• [EXERCISE PROMPT]: From the entries below, copy every line where the string "axum" appears.

Saved entries
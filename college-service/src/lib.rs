pub mod config;
pub mod dtos;
pub mod handlers;
pub mod middleware;
pub mod models;
pub mod services;
pub mod startup;
pub mod utils;

use axum::{
    extract::FromRef,
    http::{header, HeaderName, HeaderValue, Method},
    middleware::{from_fn, from_fn_with_state},
    routing::{get, post},
    Router,
};
use service_core::error::AppError;
use service_core::middleware::{
    metrics::metrics_middleware,
    security_headers::security_headers_middleware,
    tracing::{make_request_span, request_id_middleware, REQUEST_ID_HEADER},
};
use std::sync::Arc;
use tower_http::{cors::CorsLayer, trace::TraceLayer};

use crate::config::CollegeConfig;
use crate::models::{Course, Enrollment, Record, Student};
use crate::services::{
    EnrollmentService, MemoryStore, MongoDb, RecordService, RecordStore, StaticCredentials,
    TokenService,
};

#[derive(Clone)]
pub struct AppState {
    pub config: CollegeConfig,
    pub token_service: TokenService,
    pub students: RecordService<Student>,
    pub courses: RecordService<Course>,
    pub enrollments: EnrollmentService,
    /// `None` when running on the in-memory store.
    pub db: Option<MongoDb>,
}

impl AppState {
    pub fn new(
        config: CollegeConfig,
        students: Arc<dyn RecordStore<Student>>,
        courses: Arc<dyn RecordStore<Course>>,
        enrollments: Arc<dyn RecordStore<Enrollment>>,
        db: Option<MongoDb>,
    ) -> Result<Self, AppError> {
        let credentials = Arc::new(StaticCredentials::from_config(&config.credentials));
        let token_service =
            TokenService::from_config(&config.jwt, credentials).map_err(AppError::ConfigError)?;

        let students = RecordService::new(students);
        let courses = RecordService::new(courses);
        let enrollments = EnrollmentService::new(
            RecordService::new(enrollments),
            students.clone(),
            courses.clone(),
        );

        Ok(Self {
            config,
            token_service,
            students,
            courses,
            enrollments,
            db,
        })
    }

    pub fn with_mongo(config: CollegeConfig, db: MongoDb) -> Result<Self, AppError> {
        Self::new(
            config,
            Arc::new(db.students()),
            Arc::new(db.courses()),
            Arc::new(db.enrollments()),
            Some(db),
        )
    }

    pub fn in_memory(config: CollegeConfig) -> Result<Self, AppError> {
        Self::new(
            config,
            Arc::new(MemoryStore::new()),
            Arc::new(MemoryStore::new()),
            Arc::new(MemoryStore::new()),
            None,
        )
    }
}

impl FromRef<AppState> for TokenService {
    fn from_ref(state: &AppState) -> Self {
        state.token_service.clone()
    }
}

impl FromRef<AppState> for RecordService<Student> {
    fn from_ref(state: &AppState) -> Self {
        state.students.clone()
    }
}

impl FromRef<AppState> for RecordService<Course> {
    fn from_ref(state: &AppState) -> Self {
        state.courses.clone()
    }
}

impl FromRef<AppState> for RecordService<Enrollment> {
    fn from_ref(state: &AppState) -> Self {
        state.enrollments.records().clone()
    }
}

impl FromRef<AppState> for EnrollmentService {
    fn from_ref(state: &AppState) -> Self {
        state.enrollments.clone()
    }
}

/// `/{path}`, `/{path}/` and `/{path}/:id` for one entity type.
fn record_routes<R>(path: &str) -> Router<AppState>
where
    R: Record,
    RecordService<R>: FromRef<AppState>,
{
    use crate::handlers::records;

    let collection = get(records::list::<R>).post(records::create::<R>);

    Router::new()
        .route(path, collection.clone())
        .route(&format!("{}/", path), collection)
        .route(
            &format!("{}/:id", path),
            get(records::get::<R>)
                .put(records::update::<R>)
                .delete(records::delete::<R>),
        )
}

fn enrollment_routes() -> Router<AppState> {
    use crate::handlers::{enrollments, records};

    let collection = get(records::list::<Enrollment>).post(enrollments::create);

    Router::new()
        .route("/enrollments", collection.clone())
        .route("/enrollments/", collection)
        .route(
            "/enrollments/:id",
            get(records::get::<Enrollment>)
                .put(enrollments::update)
                .delete(records::delete::<Enrollment>),
        )
}

fn cors_layer(allowed_origins: &[String]) -> Result<CorsLayer, AppError> {
    let origins = allowed_origins
        .iter()
        .map(|origin| {
            origin.parse::<HeaderValue>().map_err(|e| {
                AppError::ConfigError(anyhow::anyhow!(
                    "Invalid CORS origin '{}': {}",
                    origin,
                    e
                ))
            })
        })
        .collect::<Result<Vec<_>, _>>()?;

    Ok(CorsLayer::new()
        .allow_origin(origins)
        .allow_methods([
            Method::GET,
            Method::POST,
            Method::PUT,
            Method::DELETE,
            Method::OPTIONS,
        ])
        .allow_headers([
            header::AUTHORIZATION,
            header::CONTENT_TYPE,
            HeaderName::from_static(REQUEST_ID_HEADER),
        ]))
}

pub async fn build_router(state: AppState) -> Result<Router, AppError> {
    // Everything under the record routes sits behind the bearer-token gate.
    let protected = Router::new()
        .merge(record_routes::<Student>("/students"))
        .merge(record_routes::<Course>("/courses"))
        .merge(enrollment_routes())
        .route_layer(from_fn_with_state(
            state.token_service.clone(),
            crate::middleware::auth_middleware,
        ));

    let cors = cors_layer(&state.config.security.allowed_origins)?;

    let app = Router::new()
        .route("/health", get(handlers::health_check))
        .route("/ready", get(handlers::readiness_check))
        .route("/metrics", get(handlers::metrics::metrics))
        .route("/auth/login", post(handlers::login))
        .merge(protected)
        .with_state(state)
        .layer(from_fn(metrics_middleware))
        .layer(TraceLayer::new_for_http().make_span_with(make_request_span::<axum::body::Body>))
        .layer(from_fn(request_id_middleware))
        .layer(from_fn(security_headers_middleware))
        .layer(cors);

    Ok(app)
}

• [SOLUTION BELOW]:
use axum::{
        .layer(TraceLayer::new_for_http().make_span_with(make_request_span::<axum::body::Body>))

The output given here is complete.